* [WORK ITEM]:
Could you return the full listing, every line exactly as given?

* [RAW DATA]:
# # # #
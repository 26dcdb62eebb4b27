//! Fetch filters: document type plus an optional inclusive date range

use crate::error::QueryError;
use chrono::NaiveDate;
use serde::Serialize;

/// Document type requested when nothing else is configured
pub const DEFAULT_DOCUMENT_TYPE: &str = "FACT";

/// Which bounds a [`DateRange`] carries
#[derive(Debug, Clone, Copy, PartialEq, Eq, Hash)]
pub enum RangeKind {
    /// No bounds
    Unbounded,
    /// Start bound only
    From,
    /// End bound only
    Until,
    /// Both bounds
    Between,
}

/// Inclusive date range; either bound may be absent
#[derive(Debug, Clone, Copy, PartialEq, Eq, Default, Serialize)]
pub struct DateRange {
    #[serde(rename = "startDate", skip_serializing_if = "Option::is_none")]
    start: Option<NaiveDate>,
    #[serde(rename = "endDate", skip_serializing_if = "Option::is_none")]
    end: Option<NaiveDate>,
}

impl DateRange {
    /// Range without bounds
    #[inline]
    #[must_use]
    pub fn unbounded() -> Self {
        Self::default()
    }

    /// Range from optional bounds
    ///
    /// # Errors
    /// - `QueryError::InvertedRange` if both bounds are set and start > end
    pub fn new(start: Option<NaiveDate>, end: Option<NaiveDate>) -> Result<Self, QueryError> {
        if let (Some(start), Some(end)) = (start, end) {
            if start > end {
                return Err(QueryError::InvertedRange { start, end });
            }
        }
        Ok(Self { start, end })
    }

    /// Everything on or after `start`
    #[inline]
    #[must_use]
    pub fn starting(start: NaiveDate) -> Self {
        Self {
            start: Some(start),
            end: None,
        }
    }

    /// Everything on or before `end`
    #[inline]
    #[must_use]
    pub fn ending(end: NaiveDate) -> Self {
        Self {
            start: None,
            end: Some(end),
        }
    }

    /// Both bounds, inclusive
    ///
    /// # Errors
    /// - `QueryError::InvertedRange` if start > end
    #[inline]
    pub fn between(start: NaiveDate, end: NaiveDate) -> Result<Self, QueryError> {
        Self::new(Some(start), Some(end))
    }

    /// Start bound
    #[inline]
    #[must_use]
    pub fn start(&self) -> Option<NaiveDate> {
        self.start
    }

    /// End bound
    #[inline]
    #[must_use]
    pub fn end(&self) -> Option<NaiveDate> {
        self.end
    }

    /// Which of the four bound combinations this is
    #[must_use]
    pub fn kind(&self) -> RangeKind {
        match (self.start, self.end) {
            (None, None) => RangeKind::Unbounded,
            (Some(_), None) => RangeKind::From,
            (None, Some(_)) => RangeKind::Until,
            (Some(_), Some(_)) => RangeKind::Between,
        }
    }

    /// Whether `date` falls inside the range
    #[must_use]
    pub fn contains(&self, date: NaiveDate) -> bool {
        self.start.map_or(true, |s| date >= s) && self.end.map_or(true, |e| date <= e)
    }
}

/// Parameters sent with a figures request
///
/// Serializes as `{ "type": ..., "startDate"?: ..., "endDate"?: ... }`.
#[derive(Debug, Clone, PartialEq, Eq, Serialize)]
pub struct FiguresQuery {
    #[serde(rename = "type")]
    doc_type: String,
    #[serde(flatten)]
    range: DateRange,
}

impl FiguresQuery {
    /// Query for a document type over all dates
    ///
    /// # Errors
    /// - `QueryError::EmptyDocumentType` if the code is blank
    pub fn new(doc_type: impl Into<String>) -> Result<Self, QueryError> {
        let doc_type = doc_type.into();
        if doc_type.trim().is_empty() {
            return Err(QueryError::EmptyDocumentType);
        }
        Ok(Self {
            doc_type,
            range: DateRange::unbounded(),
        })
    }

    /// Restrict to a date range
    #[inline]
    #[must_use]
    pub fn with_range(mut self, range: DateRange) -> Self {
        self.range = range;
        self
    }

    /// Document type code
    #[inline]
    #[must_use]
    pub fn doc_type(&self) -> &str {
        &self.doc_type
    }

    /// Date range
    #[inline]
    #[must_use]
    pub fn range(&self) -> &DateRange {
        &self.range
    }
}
# # # #
* [TASK ANSWER]:
repository 26dcdb62eebb4b27
//! Fetch filters: document type plus an optional inclusive date range

use crate::error::QueryError;
use chrono::NaiveDate;
use serde::Serialize;

/// Document type requested when nothing else is configured
pub const DEFAULT_DOCUMENT_TYPE: &str = "FACT";

/// Which bounds a [`DateRange`] carries
#[derive(Debug, Clone, Copy, PartialEq, Eq, Hash)]
pub enum RangeKind {
    /// No bounds
    Unbounded,
    /// Start bound only
    From,
    /// End bound only
    Until,
    /// Both bounds
    Between,
}

/// Inclusive date range; either bound may be absent
#[derive(Debug, Clone, Copy, PartialEq, Eq, Default, Serialize)]
pub struct DateRange {
    #[serde(rename = "startDate", skip_serializing_if = "Option::is_none")]
    start: Option<NaiveDate>,
    #[serde(rename = "endDate", skip_serializing_if = "Option::is_none")]
    end: Option<NaiveDate>,
}

impl DateRange {
    /// Range without bounds
    #[inline]
    #[must_use]
    pub fn unbounded() -> Self {
        Self::default()
    }

    /// Range from optional bounds
    ///
    /// # Errors
    /// - `QueryError::InvertedRange` if both bounds are set and start > end
    pub fn new(start: Option<NaiveDate>, end: Option<NaiveDate>) -> Result<Self, QueryError> {
        if let (Some(start), Some(end)) = (start, end) {
            if start > end {
                return Err(QueryError::InvertedRange { start, end });
            }
        }
        Ok(Self { start, end })
    }

    /// Everything on or after `start`
    #[inline]
    #[must_use]
    pub fn starting(start: NaiveDate) -> Self {
        Self {
            start: Some(start),
            end: None,
        }
    }

    /// Everything on or before `end`
    #[inline]
    #[must_use]
    pub fn ending(end: NaiveDate) -> Self {
        Self {
            start: None,
            end: Some(end),
        }
    }

    /// Both bounds, inclusive
    ///
    /// # Errors
    /// - `QueryError::InvertedRange` if start > end
    #[inline]
    pub fn between(start: NaiveDate, end: NaiveDate) -> Result<Self, QueryError> {
        Self::new(Some(start), Some(end))
    }

    /// Start bound
    #[inline]
    #[must_use]
    pub fn start(&self) -> Option<NaiveDate> {
        self.start
    }

    /// End bound
    #[inline]
    #[must_use]
    pub fn end(&self) -> Option<NaiveDate> {
        self.end
    }

    /// Which of the four bound combinations this is
    #[must_use]
    pub fn kind(&self) -> RangeKind {
        match (self.start, self.end) {
            (None, None) => RangeKind::Unbounded,
            (Some(_), None) => RangeKind::From,
            (None, Some(_)) => RangeKind::Until,
            (Some(_), Some(_)) => RangeKind::Between,
        }
    }

    /// Whether `date` falls inside the range
    #[must_use]
    pub fn contains(&self, date: NaiveDate) -> bool {
        self.start.map_or(true, |s| date >= s) && self.end.map_or(true, |e| date <= e)
    }
}

/// Parameters sent with a figures request
///
/// Serializes as `{ "type": ..., "startDate"?: ..., "endDate"?: ... }`.
#[derive(Debug, Clone, PartialEq, Eq, Serialize)]
pub struct FiguresQuery {
    #[serde(rename = "type")]
    doc_type: String,
    #[serde(flatten)]
    range: DateRange,
}

impl FiguresQuery {
    /// Query for a document type over all dates
    ///
    /// # Errors
    /// - `QueryError::EmptyDocumentType` if the code is blank
    pub fn new(doc_type: impl Into<String>) -> Result<Self, QueryError> {
        let doc_type = doc_type.into();
        if doc_type.trim().is_empty() {
            return Err(QueryError::EmptyDocumentType);
        }
        Ok(Self {
            doc_type,
            range: DateRange::unbounded(),
        })
    }

    /// Restrict to a date range
    #[inline]
    #[must_use]
    pub fn with_range(mut self, range: DateRange) -> Self {
        self.range = range;
        self
    }

    /// Document type code
    #[inline]
    #[must_use]
    pub fn doc_type(&self) -> &str {
        &self.doc_type
    }

    /// Date range
    #[inline]
    #[must_use]
    pub fn range(&self) -> &DateRange {
        &self.range
    }
}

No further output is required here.